(WHAT IS REQUIRED) Your task is to copy every line below that contains the word "format".

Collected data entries
########

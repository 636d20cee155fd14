//! Topic conversions to the specialized DITA document types.
//!
//! Each conversion is a pure function from a parsed [`Document`] to a new
//! [`Document`]: inspect the input tree, validate its shape against the
//! target type, and build the target structure node by node. Recoverable
//! anomalies are recorded as ordered warnings on the returned
//! [`Conversion`]; structural violations abort with an error.

mod concept;
mod links;
mod reference;
mod steps;
mod task;
mod task_generated;

pub use concept::to_concept;
pub use reference::to_reference;
pub use task::to_task;
pub use task_generated::to_task_generated;

use crate::dom::{Doctype, Document, Element, Node};
use crate::error::{Error, Result};

/// Result of a conversion: the new document plus the warnings recorded
/// while building it, in the order they were encountered.
#[derive(Debug, Clone, PartialEq)]
pub struct Conversion {
    pub document: Document,
    pub warnings: Vec<String>,
}

impl Conversion {
    fn new(document: Document) -> Self {
        Self { document, warnings: Vec::new() }
    }
}

/// DOCTYPE identities of the specialized output types.
pub(crate) fn concept_doctype() -> Doctype {
    Doctype::new("concept", "-//OASIS//DTD DITA Concept//EN", "concept.dtd")
}

pub(crate) fn reference_doctype() -> Doctype {
    Doctype::new("reference", "-//OASIS//DTD DITA Reference//EN", "reference.dtd")
}

pub(crate) fn task_doctype() -> Doctype {
    Doctype::new("task", "-//OASIS//DTD DITA Task//EN", "task.dtd")
}

/// Check that the document root is a generic topic.
pub(crate) fn require_topic(doc: &Document) -> Result<&Element> {
    if doc.root.name == "topic" {
        Ok(&doc.root)
    } else {
        Err(Error::NotTopic)
    }
}

/// Check that the topic body contains no section element. Sections have no
/// counterpart in the task model.
pub(crate) fn require_no_sections(topic: &Element) -> Result<()> {
    match topic.child("body") {
        Some(body) if body.has_descendant("section") => Err(Error::SectionInTask),
        _ => Ok(()),
    }
}

/// Copy the topic's attributes, title, short description, and prolog onto
/// the output root, verbatim and in that order.
pub(crate) fn copy_head(topic: &Element, out: &mut Element) {
    out.attributes = topic.attributes.clone();

    for name in ["title", "shortdesc", "prolog"] {
        if let Some(child) = topic.child(name) {
            out.push_element(child.clone());
        }
    }
}

/// Copy a related-links child of the source topic, if any, onto the output
/// root after the body.
pub(crate) fn copy_related_links(topic: &Element, out: &mut Element) {
    if let Some(links) = topic.child("related-links") {
        out.push_element(links.clone());
    }
}

/// Check whether a slice of nodes holds any real content.
pub(crate) fn all_insignificant(nodes: &[Node]) -> bool {
    nodes.iter().all(Node::is_insignificant)
}
//! ditaform - DITA topic converter

use std::io::Read;
use std::process::ExitCode;

use clap::{Parser, ValueEnum};

use ditaform::{Conversion, Document, to_concept, to_reference, to_task, to_task_generated};

#[derive(Parser)]
#[command(name = "ditaform")]
#[command(version, about = "Convert DITA topics to concepts, tasks, or references", long_about = None)]
#[command(after_help = "EXAMPLES:
    ditaform -t task topic.dita              Convert a topic to a task
    ditaform -t task -g topic.dita           Convert headings to task sections
    ditaform topic.dita -o concept.dita      Infer the type from outputclass")]
struct Cli {
    /// Input file, or - for standard input
    #[arg(value_name = "INPUT")]
    input: String,

    /// Output file, or - for standard output
    #[arg(short, long, value_name = "OUTPUT", default_value = "-")]
    output: String,

    /// Target type; inferred from the topic's outputclass when omitted
    #[arg(short = 't', long = "type", value_enum, value_name = "TYPE")]
    target: Option<TargetType>,

    /// Convert heading-marked content to task sections
    #[arg(short, long, overrides_with = "no_generated")]
    generated: bool,

    /// Do not treat heading-marked content specially
    #[arg(short = 'G', long, overrides_with = "generated")]
    no_generated: bool,
}

#[derive(ValueEnum, Debug, Clone, Copy, PartialEq, Eq)]
enum TargetType {
    Concept,
    Task,
    Reference,
}

fn main() -> ExitCode {
    let cli = Cli::parse();

    match run(&cli) {
        Ok(()) => ExitCode::SUCCESS,
        Err(e) => {
            eprintln!("ditaform: {}: {e}", cli.input);
            ExitCode::FAILURE
        }
    }
}

fn run(cli: &Cli) -> Result<(), String> {
    let source = read_input(&cli.input).map_err(|e| e.to_string())?;
    let document = Document::parse(&source).map_err(|e| e.to_string())?;

    let target = match cli.target {
        Some(target) => target,
        None => infer_target(&document).map_err(|e| format!("error: {e}"))?,
    };

    let conversion = convert(&document, target, cli.generated).map_err(|e| e.to_string())?;

    for warning in &conversion.warnings {
        eprintln!("{warning}");
    }

    write_output(&cli.output, &conversion.document.to_xml()).map_err(|e| e.to_string())
}

fn convert(
    document: &Document,
    target: TargetType,
    generated: bool,
) -> ditaform::Result<Conversion> {
    match target {
        TargetType::Concept => to_concept(document),
        TargetType::Reference => to_reference(document),
        TargetType::Task if generated => to_task_generated(document),
        TargetType::Task => to_task(document),
    }
}

/// Infer the target type from the topic's outputclass attribute:
/// concept, task or procedure, reference.
fn infer_target(document: &Document) -> Result<TargetType, String> {
    match document.root.attr("outputclass") {
        Some("concept") => Ok(TargetType::Concept),
        Some("task") | Some("procedure") => Ok(TargetType::Task),
        Some("reference") => Ok(TargetType::Reference),
        Some(other) => Err(format!("unsupported outputclass \"{other}\"")),
        None => Err("outputclass not found, use -t/--type".to_string()),
    }
}

fn read_input(path: &str) -> std::io::Result<String> {
    if path == "-" {
        let mut source = String::new();
        std::io::stdin().read_to_string(&mut source)?;
        Ok(source)
    } else {
        let bytes = std::fs::read(path)?;
        Ok(String::from_utf8_lossy(ditaform::dom::strip_bom(&bytes)).into_owned())
    }
}

fn write_output(path: &str, xml: &str) -> std::io::Result<()> {
    if path == "-" {
        print!("{xml}");
        Ok(())
    } else {
        std::fs::write(path, xml)
    }
}
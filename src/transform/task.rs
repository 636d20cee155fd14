//! Topic to task conversion (ordered-list based).
//!
//! The body is partitioned around its first top-level ordered list: content
//! before it becomes the task context, the list becomes the steps, and
//! content after it becomes the result. Any further top-level ordered list
//! lands in the result verbatim.

use crate::dom::{Document, Element, Node};
use crate::error::Result;

use super::steps::build_steps;
use super::{
    Conversion, all_insignificant, copy_head, copy_related_links, require_no_sections,
    require_topic, task_doctype,
};

/// Convert a generic topic into a task.
pub fn to_task(doc: &Document) -> Result<Conversion> {
    let topic = require_topic(doc)?;
    require_no_sections(topic)?;

    let mut task = Element::new("task");
    copy_head(topic, &mut task);

    if let Some(body) = topic.child("body") {
        let mut taskbody = Element::new("taskbody");
        taskbody.attributes = body.attributes.clone();

        match body.children.iter().position(|node| node.is_element_named("ol")) {
            Some(position) => {
                push_wrapped(&mut taskbody, "context", &body.children[..position]);

                if let Some(list) = body.children[position].as_element() {
                    taskbody.push_element(build_steps(list, "steps"));
                }

                push_wrapped(&mut taskbody, "result", &body.children[position + 1..]);
            }
            // No ordered list: the whole body is context and the task has
            // no steps.
            None => push_wrapped(&mut taskbody, "context", &body.children),
        }

        task.push_element(taskbody);
    }

    copy_related_links(topic, &mut task);

    Ok(Conversion::new(Document {
        doctype: Some(task_doctype()),
        root: task,
    }))
}

/// Wrap a run of body children in a container, unless the run is empty.
fn push_wrapped(taskbody: &mut Element, name: &str, nodes: &[Node]) {
    if all_insignificant(nodes) {
        return;
    }
    let mut wrapper = Element::new(name);
    wrapper.children = nodes.to_vec();
    taskbody.push_element(wrapper);
}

########

(COMPLETED EXERCISE)
        None => infer_target(&document).map_err(|e| format!("error: {e}"))?,
        Some(other) => Err(format!("unsupported outputclass \"{other}\"")),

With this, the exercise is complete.